ACTION ITEM » Your answer should be every line of the records that contains the word "ChannelSpec", copied as it stands.

INFORMATION GIVEN Block Start

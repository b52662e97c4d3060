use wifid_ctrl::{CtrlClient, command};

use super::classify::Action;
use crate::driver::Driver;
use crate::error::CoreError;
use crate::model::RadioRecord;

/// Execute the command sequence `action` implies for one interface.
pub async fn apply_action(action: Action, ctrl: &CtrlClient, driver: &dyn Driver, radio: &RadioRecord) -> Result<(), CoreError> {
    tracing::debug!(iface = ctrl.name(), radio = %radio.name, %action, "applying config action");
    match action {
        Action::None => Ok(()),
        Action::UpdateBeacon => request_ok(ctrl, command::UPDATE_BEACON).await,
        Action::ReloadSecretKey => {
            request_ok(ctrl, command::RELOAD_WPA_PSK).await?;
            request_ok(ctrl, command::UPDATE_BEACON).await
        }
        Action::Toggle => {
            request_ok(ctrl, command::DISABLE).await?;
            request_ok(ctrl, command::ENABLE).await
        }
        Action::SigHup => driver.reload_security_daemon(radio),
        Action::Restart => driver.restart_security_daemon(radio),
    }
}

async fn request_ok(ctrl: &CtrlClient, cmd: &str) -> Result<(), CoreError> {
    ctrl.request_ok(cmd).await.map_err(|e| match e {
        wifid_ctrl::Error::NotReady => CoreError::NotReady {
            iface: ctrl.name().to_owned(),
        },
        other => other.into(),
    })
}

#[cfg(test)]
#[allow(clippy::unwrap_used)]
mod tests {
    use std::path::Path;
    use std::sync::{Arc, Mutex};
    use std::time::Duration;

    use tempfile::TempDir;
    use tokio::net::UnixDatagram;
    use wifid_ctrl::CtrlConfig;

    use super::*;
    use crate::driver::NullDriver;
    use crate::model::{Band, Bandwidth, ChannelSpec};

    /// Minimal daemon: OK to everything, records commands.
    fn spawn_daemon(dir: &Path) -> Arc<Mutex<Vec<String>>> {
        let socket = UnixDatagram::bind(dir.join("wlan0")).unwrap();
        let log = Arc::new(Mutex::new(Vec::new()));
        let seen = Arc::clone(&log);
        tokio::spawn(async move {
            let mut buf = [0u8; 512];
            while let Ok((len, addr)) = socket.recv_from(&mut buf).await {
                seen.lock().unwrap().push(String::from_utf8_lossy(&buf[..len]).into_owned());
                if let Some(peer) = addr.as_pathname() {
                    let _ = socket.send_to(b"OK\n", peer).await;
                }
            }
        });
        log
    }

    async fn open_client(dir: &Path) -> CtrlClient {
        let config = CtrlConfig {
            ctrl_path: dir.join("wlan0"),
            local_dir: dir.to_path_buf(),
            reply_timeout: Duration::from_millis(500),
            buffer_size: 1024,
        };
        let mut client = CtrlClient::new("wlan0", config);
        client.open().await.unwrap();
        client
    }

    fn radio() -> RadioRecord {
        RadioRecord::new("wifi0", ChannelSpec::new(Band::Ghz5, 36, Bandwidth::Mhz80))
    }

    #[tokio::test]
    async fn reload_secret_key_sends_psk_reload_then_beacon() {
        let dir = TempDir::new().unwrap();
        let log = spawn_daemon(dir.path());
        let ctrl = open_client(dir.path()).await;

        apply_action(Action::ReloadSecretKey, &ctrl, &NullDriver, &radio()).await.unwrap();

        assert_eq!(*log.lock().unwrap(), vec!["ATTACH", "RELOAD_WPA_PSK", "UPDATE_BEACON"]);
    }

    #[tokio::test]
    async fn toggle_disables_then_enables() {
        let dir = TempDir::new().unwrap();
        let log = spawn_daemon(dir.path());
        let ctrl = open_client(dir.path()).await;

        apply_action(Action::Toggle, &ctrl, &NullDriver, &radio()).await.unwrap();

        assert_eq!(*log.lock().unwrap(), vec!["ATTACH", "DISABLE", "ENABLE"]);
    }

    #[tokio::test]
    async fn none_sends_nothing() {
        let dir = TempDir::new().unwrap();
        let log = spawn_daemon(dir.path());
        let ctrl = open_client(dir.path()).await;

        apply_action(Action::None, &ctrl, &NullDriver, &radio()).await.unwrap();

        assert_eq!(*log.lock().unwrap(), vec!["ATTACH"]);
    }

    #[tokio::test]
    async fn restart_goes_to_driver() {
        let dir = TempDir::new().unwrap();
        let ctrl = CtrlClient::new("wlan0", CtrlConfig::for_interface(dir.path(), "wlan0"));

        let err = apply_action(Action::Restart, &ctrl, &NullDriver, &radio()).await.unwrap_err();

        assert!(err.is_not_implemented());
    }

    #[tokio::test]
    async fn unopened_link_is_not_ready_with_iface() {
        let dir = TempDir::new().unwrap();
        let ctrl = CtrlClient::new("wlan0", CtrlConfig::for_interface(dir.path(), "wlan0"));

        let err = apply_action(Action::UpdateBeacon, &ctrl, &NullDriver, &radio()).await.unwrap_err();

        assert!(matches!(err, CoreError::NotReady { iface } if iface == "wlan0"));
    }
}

INFORMATION GIVEN Block End

SOLUTION TO THE PROBLEM »
    use crate::model::{Band, Bandwidth, ChannelSpec};
        RadioRecord::new("wifi0", ChannelSpec::new(Band::Ghz5, 36, Bandwidth::Mhz80))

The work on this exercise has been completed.